This is (was?) a short post, to collate some of the work I’ve been doing over the last few months, to better understand the environmental footprint of using various generative AI tools, particularly for coding. I’ve already written a little about the tension between AI the tool and AI the project – generative AI is a new piece of technology, which (putting it mildly) has a somewhat chequered origin, and I plan to write more about that soon as well. But for now, the goal of this post is to introduce readers to some of the alternatives to default AI labs’ products that you can use right now in your day today, that at least give you a degree of visibility into their energy consumption and carbon associated emissions.
Before I go any further on this, I need to reiterate: not using AI at all is totally valid as a choice and often the right decision to make when trying to solve a range of technical problems – when people make generative AI models, they are usually optimising the model for versatility ahead of efficiency, and this shows in their energy consumption figures. This post is not saying you should automatically reach for generative AI tools to solve technical problems, and it’s understandable to not want to use generative AI tools in your day job. People should not be forced to use these tools if they do not want to, particularly by bosses who do not understand the technology themselves.
But if you are going to use these tools, then I think it does make sense to understand that there is an environmental footprint associated with using them, just like there is an environmental footprint associated with basically anything else we do. As responsible professionals, we ought to have at least some kind of intuition about the magnitude of the impacts of their use, so we can understand the trade-offs we make in our day-to-day work, and where we choose to focus our efforts when trying to build more sustainable digital services.
Up until recently this was quite hard to actually do, because the largest providers of AI services, the big AI labs, had not been sharing much in the way of information you could really use to change how you use the generative AI services they offer.
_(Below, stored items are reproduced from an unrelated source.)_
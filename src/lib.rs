//! Huddle - coordination substrate for long-running AI-agent sessions
//!
//! Huddle keeps an agent session "working" across inference turns until an
//! explicit completion promise appears, delegates units of work to other
//! agent instances (foreground or background), and lets multiple concurrent
//! processes share task lists and team inboxes through crash-safe JSON files.

pub mod config;
pub mod delegate;
pub mod domain;
pub mod error;
pub mod id;
pub mod loops;
pub mod repo;
pub mod runtime;
pub mod store;
pub mod tracker;

pub use error::{HuddleError, Result};
//! ID generation utilities for huddle
//!
//! Provides functions for generating unique identifiers for tasks and
//! inbox messages.

use rand::Rng;

/// Get current timestamp in milliseconds since Unix epoch
pub fn now_ms() -> i64 {
    chrono::Utc::now().timestamp_millis()
}

/// Generate a unique task ID
///
/// Format: `{timestamp_ms}-{random_hex}`
/// Example: `1738300800123-a1b2`
pub fn generate_task_id() -> String {
    let timestamp = now_ms();
    let random: u16 = rand::rng().random();
    format!("{}-{:04x}", timestamp, random)
}

/// Generate a message ID for an inbox entry
///
/// Format: `msg-{timestamp_ms}-{random_hex}`
pub fn generate_message_id() -> String {
    let timestamp = now_ms();
    let random: u16 = rand::rng().random();
    format!("msg-{}-{:04x}", timestamp, random)
}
Most of the time you would either be forced to rely on well meaning calculations based on educated guesses – or assumptions that open models worked enough like proprietary models that their resource footprint would be similar. Alternatively, people might try to model impact by extrapolating upwards from extremely selectively chosen disclosures coming from the AI labs creating the models. This piece from Sasha Luccioni and Theo Alves Da Costa on the Hugging Face blog, gives a lot of helpful context about why this problematic.
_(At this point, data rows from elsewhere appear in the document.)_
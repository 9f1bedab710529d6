//! Strict completion-marker parsing.
//!
//! A loop stops only when the transcript carries the structured marker
//! `<promise>TOKEN</promise>` whose token exactly matches the loop's
//! configured completion promise. Substring hits and markers wrapping any
//! other text are ignored, so a stale or copy-pasted marker from a
//! different task can never complete the wrong loop.

const OPEN_TAG: &str = "<promise>";
const CLOSE_TAG: &str = "</promise>";

/// Extract the inner text of every well-formed promise marker, in order.
pub fn find_markers(transcript: &str) -> Vec<&str> {
    let mut markers = Vec::new();
    let mut rest = transcript;

    while let Some(open) = rest.find(OPEN_TAG) {
        let after_open = &rest[open + OPEN_TAG.len()..];
        match after_open.find(CLOSE_TAG) {
            Some(close) => {
                markers.push(&after_open[..close]);
                rest = &after_open[close + CLOSE_TAG.len()..];
            }
            None => break,
        }
    }

    markers
}

/// Whether the transcript contains a marker wrapping exactly `promise`.
///
/// Whitespace around the token inside the tag is tolerated; the token
/// itself must match exactly. Several markers may appear in one
/// transcript; any one exact match counts.
pub fn contains_promise(transcript: &str, promise: &str) -> bool {
    if promise.is_empty() {
        return false;
    }
    find_markers(transcript)
        .iter()
        .any(|inner| inner.trim() == promise)
}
Anyway, towards the end of last year things have started to change, with some AI inference services available from vendors that do actually disclose energy and carbon emissions information, in a way that you can use. You can now use this to inform a) the design of services and b) a decision about whether it makes sense to use generative AI at to solve a given problem.
I’ll use the rest of this post to run through the simplest options I have found, for common uses of generative AI.
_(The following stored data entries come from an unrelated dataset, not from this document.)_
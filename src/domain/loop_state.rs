//! Loop state records for continuation loops.
//!
//! One record per session, one loop at a time. The record is the only
//! authoritative state of a loop; the driver re-reads it before every
//! decision, which is what makes restarts and cross-process cancellation
//! safe.

use serde::{Deserialize, Serialize};

use crate::id::now_ms;

/// Persisted state of a session's continuation loop.
#[derive(Debug, Clone, Serialize, Deserialize, PartialEq)]
pub struct LoopState {
    /// True while the loop may still drive turns
    pub active: bool,

    /// Why the loop is (or stopped being) active
    pub phase: LoopPhase,

    /// Turns driven so far; never exceeds `max_iterations` while active
    pub iteration: u32,

    /// Iteration cap before the loop reports exhaustion
    pub max_iterations: u32,

    /// Exact token the loop watches for inside a promise marker
    pub completion_promise: String,

    /// Unix timestamp in milliseconds
    pub started_at: i64,

    /// Original task text the loop was started with
    pub prompt: String,

    /// Owning session, if the host runtime attached one
    pub session_id: Option<String>,

    /// Aggressive continuation: remind the agent of remaining budget
    pub ultrawork_mode: bool,
}

impl LoopState {
    /// Create a fresh active loop state.
    pub fn new(prompt: &str, completion_promise: &str, max_iterations: u32) -> Self {
        Self {
            active: true,
            phase: LoopPhase::Active,
            iteration: 0,
            max_iterations,
            completion_promise: completion_promise.to_string(),
            started_at: now_ms(),
            prompt: prompt.to_string(),
            session_id: None,
            ultrawork_mode: false,
        }
    }

    /// Move to a terminal phase and deactivate.
    pub fn finish(&mut self, phase: LoopPhase) {
        self.active = false;
        self.phase = phase;
    }
}

/// Loop lifecycle phases. Active is the only non-terminal phase.
#[derive(Debug, Clone, Copy, Serialize, Deserialize, PartialEq, Eq, Hash)]
#[serde(rename_all = "lowercase")]
pub enum LoopPhase {
    /// Driving turns
    Active,
    /// Completion promise detected
    Completed,
    /// Iteration cap reached without the promise
    Exhausted,
    /// Explicitly stopped, or recovered from a dead session
    Cancelled,
}

impl LoopPhase {
    /// Get the string representation.
    pub fn as_str(&self) -> &'static str {
        match self {
            LoopPhase::Active => "active",
            LoopPhase::Completed => "completed",
            LoopPhase::Exhausted => "exhausted",
            LoopPhase::Cancelled => "cancelled",
        }
    }

    /// Check if this is a terminal phase.
    pub fn is_terminal(&self) -> bool {
        !matches!(self, LoopPhase::Active)
    }
}

impl std::fmt::Display for LoopPhase {
    fn fmt(&self, f: &mut std::fmt::Formatter<'_>) -> std::fmt::Result {
        write!(f, "{}", self.as_str())
    }
}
I’m not going to engage too much in the subject of whether these numbers are large or small – that’s the subject of a future post.
TLDR – you can get direct energy readings now, and there are multiple companies offering this kind of inference service.
There are now hosted services you can use, that share energy consumption figures based on readings read directly off the hardware during AI inference, as part of the response in an API request. In Europe, the company the furthest along is GreenPT. In the US, it’s Neuralwatt. You can use them in agentic coding, in data science and in some cases chat GPT style chat tools. It’s not expensive to start, and the open models they make available are often viable alternatives to proprietary frontier models, at better prices.
Ok, with that out the way, now for the more detailed version, with examples.
For using ChatGPT style services
There is only one provider I have found that discloses the energy consumption of using the common “chat” style interfaces made popular by ChatGPT, Google Gemini and “vanilla” Claude from Anthropic, in the actual user interface itself. It is a product called GreenPT, from the company of the same name, based in the Netherlands.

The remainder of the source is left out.